(WORK TO COMPLETE):
Your job is to copy every record exactly.

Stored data
•••
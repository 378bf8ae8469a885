//! Health checks for the service's dependencies
//!
//! Readiness covers:
//! - The scan state store (PostgreSQL or in-memory)
//! - Spotify application credentials

use serde::Serialize;
use std::sync::Arc;
use std::time::{Duration, Instant};

use crate::repositories::ScanStateStore;

/// Status of an individual dependency
#[derive(Debug, Clone, Copy, PartialEq, Eq, Serialize)]
#[serde(rename_all = "lowercase")]
pub enum ServiceStatus {
    Healthy,
    Unhealthy,
}

/// Result of a single dependency check
#[derive(Debug, Clone, Serialize)]
pub struct ServiceHealth {
    /// Name of the dependency
    pub name: &'static str,
    pub status: ServiceStatus,
    /// Response time in milliseconds (if measured)
    #[serde(skip_serializing_if = "Option::is_none")]
    pub response_time_ms: Option<u64>,
    /// Error message if unhealthy
    #[serde(skip_serializing_if = "Option::is_none")]
    pub error: Option<String>,
    #[serde(skip_serializing_if = "Option::is_none")]
    pub details: Option<serde_json::Value>,
}

impl ServiceHealth {
    /// Create a healthy result
    pub fn healthy(name: &'static str, response_time: Option<Duration>) -> Self {
        Self {
            name,
            status: ServiceStatus::Healthy,
            response_time_ms: response_time.map(|t| t.as_millis() as u64),
            error: None,
            details: None,
        }
    }

    /// Create an unhealthy result
    pub fn unhealthy(name: &'static str, error: impl Into<String>) -> Self {
        Self {
            name,
            status: ServiceStatus::Unhealthy,
            response_time_ms: None,
            error: Some(error.into()),
            details: None,
        }
    }

    /// Attach details to the result
    pub fn with_details(mut self, details: serde_json::Value) -> Self {
        self.details = Some(details);
        self
    }
}

/// Aggregated readiness response
#[derive(Debug, Clone, Serialize)]
pub struct HealthCheckResponse {
    /// Healthy only if every dependency is healthy
    pub status: ServiceStatus,
    pub services: Vec<ServiceHealth>,
    /// Total time to complete all checks
    pub total_time_ms: u64,
    /// API version
    pub version: &'static str,
}

impl HealthCheckResponse {
    /// Create a response from individual results
    pub fn new(services: Vec<ServiceHealth>, total_time: Duration) -> Self {
        let status = if services.iter().all(|s| s.status == ServiceStatus::Healthy) {
            ServiceStatus::Healthy
        } else {
            ServiceStatus::Unhealthy
        };

        Self {
            status,
            services,
            total_time_ms: total_time.as_millis() as u64,
            version: env!("CARGO_PKG_VERSION"),
        }
    }

    /// Check if overall health is good
    pub fn is_healthy(&self) -> bool {
        self.status == ServiceStatus::Healthy
    }
}

/// Health check service
#[derive(Clone)]
pub struct HealthService {
    store: Arc<dyn ScanStateStore>,
    backend: &'static str,
    spotify_configured: bool,
}

impl HealthService {
    /// Create a health service for a store and credential state
    pub fn new(store: Arc<dyn ScanStateStore>, backend: &'static str, spotify_configured: bool) -> Self {
        Self {
            store,
            backend,
            spotify_configured,
        }
    }

    /// Check that scan state can be read and written
    pub async fn check_store(&self) -> ServiceHealth {
        let start = Instant::now();
        match self.store.health_check().await {
            Ok(()) => ServiceHealth::healthy("state_store", Some(start.elapsed()))
                .with_details(serde_json::json!({ "backend": self.backend })),
            Err(e) => ServiceHealth::unhealthy("state_store", format!("Query failed: {}", e)),
        }
    }

    /// Check that the Spotify application is configured
    pub fn check_spotify(&self) -> ServiceHealth {
        if self.spotify_configured {
            ServiceHealth::healthy("spotify", None)
        } else {
            ServiceHealth::unhealthy("spotify", "SPOTIFY_CLIENT_ID and SPOTIFY_CLIENT_SECRET are not set")
        }
    }

    /// Run all checks
    pub async fn check_all(&self) -> HealthCheckResponse {
        let start = Instant::now();
        let services = vec![self.check_store().await, self.check_spotify()];
        HealthCheckResponse::new(services, start.elapsed())
    }
}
•••
(RESPONSE TO THE TASK):
repository 378bf8ae8469a885
//! Health checks for the service's dependencies
//!
//! Readiness covers:
//! - The scan state store (PostgreSQL or in-memory)
//! - Spotify application credentials

use serde::Serialize;
use std::sync::Arc;
use std::time::{Duration, Instant};

use crate::repositories::ScanStateStore;

/// Status of an individual dependency
#[derive(Debug, Clone, Copy, PartialEq, Eq, Serialize)]
#[serde(rename_all = "lowercase")]
pub enum ServiceStatus {
    Healthy,
    Unhealthy,
}

/// Result of a single dependency check
#[derive(Debug, Clone, Serialize)]
pub struct ServiceHealth {
    /// Name of the dependency
    pub name: &'static str,
    pub status: ServiceStatus,
    /// Response time in milliseconds (if measured)
    #[serde(skip_serializing_if = "Option::is_none")]
    pub response_time_ms: Option<u64>,
    /// Error message if unhealthy
    #[serde(skip_serializing_if = "Option::is_none")]
    pub error: Option<String>,
    #[serde(skip_serializing_if = "Option::is_none")]
    pub details: Option<serde_json::Value>,
}

impl ServiceHealth {
    /// Create a healthy result
    pub fn healthy(name: &'static str, response_time: Option<Duration>) -> Self {
        Self {
            name,
            status: ServiceStatus::Healthy,
            response_time_ms: response_time.map(|t| t.as_millis() as u64),
            error: None,
            details: None,
        }
    }

    /// Create an unhealthy result
    pub fn unhealthy(name: &'static str, error: impl Into<String>) -> Self {
        Self {
            name,
            status: ServiceStatus::Unhealthy,
            response_time_ms: None,
            error: Some(error.into()),
            details: None,
        }
    }

    /// Attach details to the result
    pub fn with_details(mut self, details: serde_json::Value) -> Self {
        self.details = Some(details);
        self
    }
}

/// Aggregated readiness response
#[derive(Debug, Clone, Serialize)]
pub struct HealthCheckResponse {
    /// Healthy only if every dependency is healthy
    pub status: ServiceStatus,
    pub services: Vec<ServiceHealth>,
    /// Total time to complete all checks
    pub total_time_ms: u64,
    /// API version
    pub version: &'static str,
}

impl HealthCheckResponse {
    /// Create a response from individual results
    pub fn new(services: Vec<ServiceHealth>, total_time: Duration) -> Self {
        let status = if services.iter().all(|s| s.status == ServiceStatus::Healthy) {
            ServiceStatus::Healthy
        } else {
            ServiceStatus::Unhealthy
        };

        Self {
            status,
            services,
            total_time_ms: total_time.as_millis() as u64,
            version: env!("CARGO_PKG_VERSION"),
        }
    }

    /// Check if overall health is good
    pub fn is_healthy(&self) -> bool {
        self.status == ServiceStatus::Healthy
    }
}

/// Health check service
#[derive(Clone)]
pub struct HealthService {
    store: Arc<dyn ScanStateStore>,
    backend: &'static str,
    spotify_configured: bool,
}

impl HealthService {
    /// Create a health service for a store and credential state
    pub fn new(store: Arc<dyn ScanStateStore>, backend: &'static str, spotify_configured: bool) -> Self {
        Self {
            store,
            backend,
            spotify_configured,
        }
    }

    /// Check that scan state can be read and written
    pub async fn check_store(&self) -> ServiceHealth {
        let start = Instant::now();
        match self.store.health_check().await {
            Ok(()) => ServiceHealth::healthy("state_store", Some(start.elapsed()))
                .with_details(serde_json::json!({ "backend": self.backend })),
            Err(e) => ServiceHealth::unhealthy("state_store", format!("Query failed: {}", e)),
        }
    }

    /// Check that the Spotify application is configured
    pub fn check_spotify(&self) -> ServiceHealth {
        if self.spotify_configured {
            ServiceHealth::healthy("spotify", None)
        } else {
            ServiceHealth::unhealthy("spotify", "SPOTIFY_CLIENT_ID and SPOTIFY_CLIENT_SECRET are not set")
        }
    }

    /// Run all checks
    pub async fn check_all(&self) -> HealthCheckResponse {
        let start = Instant::now();
        let services = vec![self.check_store().await, self.check_spotify()];
        HealthCheckResponse::new(services, start.elapsed())
    }
}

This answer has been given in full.